Decoding the base flipping mechanism of the SET- and RING-associated (SRA) domain of the epigenetic UHRF1 protein.

Ubiquitin-like, containing PHD and RING fingers domains 1 (UHRF1) plays a pivotal role in replicating DNA methylation patterns during cell division. Acting as a DNA reader, UHRF1, via its SET- and RING-associated (SRA) domain, recognizes hemi-methylated (HM) CpG sites and flips 5-methylcytosine (5mC) nucleobases. This flipping triggers DNA methyltransferase 1 (DNMT1) recruitment to methylate cytosine in the complementary strand.
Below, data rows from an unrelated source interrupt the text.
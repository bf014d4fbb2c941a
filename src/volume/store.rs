//! Per-muscle landmark store with current and previous week set counts.

use std::collections::BTreeMap;

use serde::{Deserialize, Serialize};

use crate::error::PlannerError;
use crate::volume::landmarks::{default_landmarks, LandmarkUpdate, MuscleLandmarks, VolumeStatus};

/// Holds landmarks plus the current and previous week's prescribed sets.
///
/// Set counts are unsigned and every mutation clamps at zero, so a negative
/// weekly count cannot be represented.
#[derive(Debug, Clone, PartialEq, Eq)]
pub struct VolumeLandmarkStore {
    landmarks: BTreeMap<String, MuscleLandmarks>,
    current_week_sets: BTreeMap<String, u32>,
    last_week_sets: BTreeMap<String, u32>,
}

/// Current weekly sets next to the muscle's landmarks.
#[derive(Debug, Clone, Copy, PartialEq, Eq, Serialize, Deserialize)]
pub struct WeeklyVolume {
    pub current: u32,
    #[serde(rename = "MV")]
    pub mv: u32,
    #[serde(rename = "MEV")]
    pub mev: u32,
    #[serde(rename = "MAV")]
    pub mav: u32,
    #[serde(rename = "MRV")]
    pub mrv: u32,
}

impl VolumeLandmarkStore {
    /// Create a store where both weeks start at each muscle's MEV.
    pub fn new(landmarks: BTreeMap<String, MuscleLandmarks>) -> Self {
        let at_mev: BTreeMap<String, u32> = landmarks
            .iter()
            .map(|(muscle, lm)| (muscle.clone(), lm.mev()))
            .collect();

        Self {
            landmarks,
            current_week_sets: at_mev.clone(),
            last_week_sets: at_mev,
        }
    }

    /// Store seeded with the default landmark table.
    pub fn with_defaults() -> Self {
        Self::new(default_landmarks())
    }

    /// Store with no muscles configured.
    pub fn empty() -> Self {
        Self::new(BTreeMap::new())
    }

    /// Landmarks for a muscle, if configured.
    pub fn landmarks(&self, muscle: &str) -> Option<&MuscleLandmarks> {
        self.landmarks.get(muscle)
    }

    /// Landmarks for a muscle or a configuration error naming it.
    pub fn require_landmarks(&self, muscle: &str) -> Result<&MuscleLandmarks, PlannerError> {
        self.landmarks
            .get(muscle)
            .ok_or_else(|| PlannerError::missing_landmarks(muscle))
    }

    /// All configured landmarks keyed by muscle.
    pub fn all_landmarks(&self) -> &BTreeMap<String, MuscleLandmarks> {
        &self.landmarks
    }

    /// Configured muscle names in sorted order.
    pub fn muscles(&self) -> impl Iterator<Item = &str> {
        self.landmarks.keys().map(String::as_str)
    }

    pub fn muscle_count(&self) -> usize {
        self.landmarks.len()
    }

    /// Whether at least one muscle has landmarks.
    pub fn is_configured(&self) -> bool {
        !self.landmarks.is_empty()
    }

    /// Raw current-week entry for a muscle.
    pub fn current_sets(&self, muscle: &str) -> Option<u32> {
        self.current_week_sets.get(muscle).copied()
    }

    /// Current-week sets, falling back to MEV (or zero for unknown muscles).
    pub fn weekly_sets(&self, muscle: &str) -> u32 {
        self.current_sets(muscle)
            .or_else(|| self.landmarks(muscle).map(MuscleLandmarks::mev))
            .unwrap_or(0)
    }

    pub fn last_week_sets(&self, muscle: &str) -> Option<u32> {
        self.last_week_sets.get(muscle).copied()
    }

    pub fn current_week(&self) -> &BTreeMap<String, u32> {
        &self.current_week_sets
    }

    pub fn last_week(&self) -> &BTreeMap<String, u32> {
        &self.last_week_sets
    }

    /// Classify `sets` (or the muscle's weekly sets when `None`) into a volume band.
    pub fn volume_status(
        &self,
        muscle: &str,
        sets: Option<u32>,
    ) -> Result<VolumeStatus, PlannerError> {
        let landmarks = self.require_landmarks(muscle)?;
        let sets = sets.unwrap_or_else(|| self.weekly_sets(muscle));
        Ok(landmarks.status_for(sets))
    }

    /// Set the current-week count for a muscle, clamped at zero.
    pub fn update_weekly_sets(&mut self, muscle: &str, sets: i64) -> Result<u32, PlannerError> {
        self.require_landmarks(muscle)?;
        let clamped = clamp_sets(sets);
        self.current_week_sets.insert(muscle.to_string(), clamped);
        tracing::debug!(muscle, sets = clamped, "Weekly sets updated");
        Ok(clamped)
    }

    /// Adjust the current-week count by `delta`, clamped at zero.
    pub fn add_sets(&mut self, muscle: &str, delta: i64) -> Result<u32, PlannerError> {
        self.require_landmarks(muscle)?;
        let next = i64::from(self.weekly_sets(muscle)) + delta;
        self.update_weekly_sets(muscle, next)
    }

    /// Insert or replace a muscle's landmarks. New muscles start at MEV.
    pub fn set_landmarks(&mut self, muscle: &str, landmarks: MuscleLandmarks) {
        self.landmarks.insert(muscle.to_string(), landmarks);
        self.current_week_sets
            .entry(muscle.to_string())
            .or_insert(landmarks.mev());
        self.last_week_sets
            .entry(muscle.to_string())
            .or_insert(landmarks.mev());
    }

    /// Merge a partial update into a muscle's landmarks.
    ///
    /// An unknown muscle is only accepted when all four values are supplied.
    pub fn update_landmarks(
        &mut self,
        muscle: &str,
        update: &LandmarkUpdate,
    ) -> Result<MuscleLandmarks, PlannerError> {
        let merged = match self.landmarks.get(muscle) {
            Some(existing) => existing.merged(update)?,
            None => match (update.mv, update.mev, update.mav, update.mrv) {
                (Some(mv), Some(mev), Some(mav), Some(mrv)) => {
                    MuscleLandmarks::new(mv, mev, mav, mrv)?
                }
                _ => return Err(PlannerError::missing_landmarks(muscle)),
            },
        };

        self.set_landmarks(muscle, merged);
        tracing::debug!(muscle, "Volume landmarks updated");
        Ok(merged)
    }

    /// Reset every muscle's current week to MEV.
    pub fn reset_week(&mut self) {
        self.set_all(MuscleLandmarks::mev);
    }

    /// Reset one muscle's current week to its MEV.
    pub fn initialize_at_mev(&mut self, muscle: &str) -> Result<u32, PlannerError> {
        let mev = self.require_landmarks(muscle)?.mev();
        self.current_week_sets.insert(muscle.to_string(), mev);
        Ok(mev)
    }

    /// Copy the current week into the previous week.
    pub fn snapshot_week(&mut self) {
        self.last_week_sets = self.current_week_sets.clone();
    }

    /// Bulk-assign every muscle's current week from its landmarks.
    pub fn set_all<F>(&mut self, sets_for: F)
    where
        F: Fn(&MuscleLandmarks) -> u32,
    {
        for (muscle, lm) in &self.landmarks {
            self.current_week_sets.insert(muscle.clone(), sets_for(lm));
        }
    }

    /// Whether the muscle's weekly sets are at or above MRV.
    pub fn is_at_mrv(&self, muscle: &str) -> bool {
        self.landmarks(muscle)
            .map(|lm| lm.is_at_mrv(self.weekly_sets(muscle)))
            .unwrap_or(false)
    }

    /// Muscles currently at or above MRV.
    pub fn muscles_at_mrv(&self) -> Vec<&str> {
        self.muscles().filter(|m| self.is_at_mrv(m)).collect()
    }

    /// Whether at least half of the muscles (rounded up) are at or above MRV.
    pub fn most_muscles_at_mrv(&self) -> bool {
        let total = self.muscle_count();
        total > 0 && self.muscles_at_mrv().len() >= total.div_ceil(2)
    }

    /// Current sets plus landmarks per muscle.
    pub fn weekly_volume(&self) -> BTreeMap<String, WeeklyVolume> {
        self.landmarks
            .iter()
            .map(|(muscle, lm)| {
                (
                    muscle.clone(),
                    WeeklyVolume {
                        current: self.weekly_sets(muscle),
                        mv: lm.mv(),
                        mev: lm.mev(),
                        mav: lm.mav(),
                        mrv: lm.mrv(),
                    },
                )
            })
            .collect()
    }

    /// Shallow-merge persisted maps onto this store. Muscles left without a
    /// weekly entry are filled in at MEV, and weekly entries for muscles
    /// without landmarks are dropped.
    pub(crate) fn merge(
        &mut self,
        landmarks: Option<BTreeMap<String, MuscleLandmarks>>,
        current_week_sets: Option<BTreeMap<String, u32>>,
        last_week_sets: Option<BTreeMap<String, u32>>,
    ) {
        if let Some(landmarks) = landmarks {
            self.landmarks = landmarks;
        }
        if let Some(current) = current_week_sets {
            self.current_week_sets = current;
        }
        if let Some(last) = last_week_sets {
            self.last_week_sets = last;
        }

        let landmarks = &self.landmarks;
        self.current_week_sets.retain(|muscle, _| landmarks.contains_key(muscle));
        self.last_week_sets.retain(|muscle, _| landmarks.contains_key(muscle));

        for (muscle, lm) in &self.landmarks {
            self.current_week_sets
                .entry(muscle.clone())
                .or_insert(lm.mev());
            self.last_week_sets.entry(muscle.clone()).or_insert(lm.mev());
        }
    }
}

impl Default for VolumeLandmarkStore {
    fn default() -> Self {
        Self::with_defaults()
    }
}

pub(crate) fn clamp_sets(sets: i64) -> u32 {
    sets.clamp(0, i64::from(u32::MAX)) as u32
}
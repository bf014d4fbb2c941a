//! Powerhouse - Strength Training Periodization Engine
//!
//! Command line front end over the planner state.

use std::path::PathBuf;

use anyhow::{Context, Result};
use clap::{Parser, Subcommand};
use serde::Serialize;
use tracing_subscriber::{layer::SubscriberExt, util::SubscriberInitExt, EnvFilter};

use powerhouse::fatigue::{FrequencyConstraints, RecoveryCapacity, TrainingAge};
use powerhouse::storage::config::{load_config, load_config_from};
use powerhouse::volume::{SessionFeedback, StimulusFeedback};
use powerhouse::Planner;

#[derive(Parser)]
#[command(
    name = "powerhouse",
    version,
    about = "Strength training periodization planner",
    long_about = "Track volume landmarks, deloads and resensitization phases for a training block."
)]
struct Cli {
    #[command(subcommand)]
    command: Command,

    /// Configuration file (defaults to the platform data directory)
    #[arg(long)]
    config: Option<PathBuf>,
}

#[derive(Subcommand)]
enum Command {
    /// Show week, block, phase and target RIR
    Status,

    /// Advance to the next training week
    NextWeek,

    /// Start a deload
    Deload {
        /// Use the fatigue-based strategy instead of the basic 50% deload
        #[arg(long)]
        strategy: bool,
    },

    /// End the active deload and return to MEV
    EndDeload,

    /// Start a resensitization phase at maintenance volume
    Resensitize,

    /// End the active resensitization phase
    EndResensitization,

    /// Show or set a muscle's weekly sets
    Volume {
        muscle: String,

        /// New weekly set count
        #[arg(long)]
        sets: Option<i64>,
    },

    /// Add (or remove, when negative) weekly sets for a muscle
    AddSets {
        muscle: String,

        #[arg(allow_hyphen_values = true)]
        delta: i64,
    },

    /// Recommend next session's sets for a muscle from session feedback
    Progression {
        muscle: String,

        /// Soreness since the last session, 0-3
        #[arg(long, default_value = "1")]
        soreness: u8,

        /// Performance against the last session, 0 (worse) to 3 (much better)
        #[arg(long, default_value = "1")]
        performance: u8,

        /// Mind-muscle connection, pump and disruption ratings, 0-3 each
        #[arg(long, num_args = 3, value_names = ["MMC", "PUMP", "DISRUPTION"], default_values = ["0", "0", "0"])]
        stimulus: Vec<u8>,

        #[arg(long)]
        illness: bool,
    },

    /// Recommend a weekly training frequency for a muscle
    Frequency {
        muscle: String,

        /// Training days available per week
        #[arg(long, default_value = "6")]
        days: u32,

        /// beginner, intermediate or advanced
        #[arg(long, default_value = "intermediate")]
        age: String,

        /// low, normal or high
        #[arg(long, default_value = "normal")]
        recovery: String,
    },
}

fn print_json<T: Serialize>(value: &T) -> Result<()> {
    println!("{}", serde_json::to_string_pretty(value)?);
    Ok(())
}

fn main() -> Result<()> {
    tracing_subscriber::registry()
        .with(EnvFilter::try_from_default_env().unwrap_or_else(|_| EnvFilter::new("info")))
        .with(tracing_subscriber::fmt::layer().with_writer(std::io::stderr))
        .init();

    let cli = Cli::parse();

    let config = match &cli.config {
        Some(path) => load_config_from(path),
        None => load_config(),
    }
    .context("Failed to load configuration")?;

    tracing::debug!(path = %config.state_path().display(), "Using training state");

    let mut planner = Planner::open(&config)?;

    match cli.command {
        Command::Status => {
            print_json(&planner.summary())?;
            for trigger in planner.deload_triggers() {
                println!("deload trigger: {}", trigger);
            }
            println!("{}", planner.deload_status().message());
        }
        Command::NextWeek => {
            let transition = planner.next_week();
            print_json(&transition)?;
        }
        Command::Deload { strategy } => {
            if strategy {
                let plan = planner.calculate_deload_strategy();
                planner.execute_deload(&plan);
                print_json(&plan)?;
            } else {
                planner.start_deload();
                print_json(&planner.summary())?;
            }
        }
        Command::EndDeload => {
            planner.exit_deload()?;
            print_json(&planner.summary())?;
        }
        Command::Resensitize => {
            planner.start_resensitization();
            print_json(&planner.summary())?;
        }
        Command::EndResensitization => {
            planner.end_resensitization()?;
            print_json(&planner.summary())?;
        }
        Command::Volume { muscle, sets } => {
            if let Some(sets) = sets {
                planner.update_weekly_sets(&muscle, sets)?;
            }
            let current = planner.state().volume.weekly_sets(&muscle);
            let status = planner.volume_status(&muscle, None)?;
            println!("{}: {} sets ({})", muscle, current, status);
        }
        Command::AddSets { muscle, delta } => {
            let current = planner.add_sets(&muscle, delta)?;
            let status = planner.volume_status(&muscle, None)?;
            println!("{}: {} sets ({})", muscle, current, status);
        }
        Command::Progression {
            muscle,
            soreness,
            performance,
            stimulus,
            illness,
        } => {
            let rating = |i: usize| stimulus.get(i).copied().unwrap_or(0);
            let feedback = SessionFeedback {
                stimulus: StimulusFeedback {
                    mmc: rating(0),
                    pump: rating(1),
                    disruption: rating(2),
                },
                soreness,
                performance,
                has_illness: illness,
            };
            print_json(&planner.get_volume_progression(&muscle, &feedback)?)?;
        }
        Command::Frequency {
            muscle,
            days,
            age,
            recovery,
        } => {
            let constraints = FrequencyConstraints {
                available_days: days,
                training_age: age.parse::<TrainingAge>().map_err(anyhow::Error::msg)?,
                recovery_capacity: recovery
                    .parse::<RecoveryCapacity>()
                    .map_err(anyhow::Error::msg)?,
                ..Default::default()
            };
            print_json(&planner.calculate_optimal_frequency(&muscle, &constraints)?)?;
        }
    }

    Ok(())
}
To investigate the SRA-induced base-flipping mechanism, we introduced thienoguanosine (thG), a fluorescent guanosine analogue, at four positions in HM and non-methylated duplexes. The interactions of these labelled duplexes with wild-type SRA and a G448D mutant (incapable of base-flipping) were monitored using a combination of stopped-flow fluorescence measurements, molecular dynamics simulations, and quantum mechanical calculations. We show that 5mC and C residues are flipped with similar rate constants. However, while C residues rapidly revert to their original state, enabling SRA to continue reading or dissociate, SRA complexes with flipped 5mC undergo a slow conformational rearrangement, leading to the final conformation crucial for DNMT1 recruitment. Taken together, our findings suggest that base flipping is used to discriminate 5mC from C residues, while the ensuing conformational rearrangement drives DNMT1 recruitment.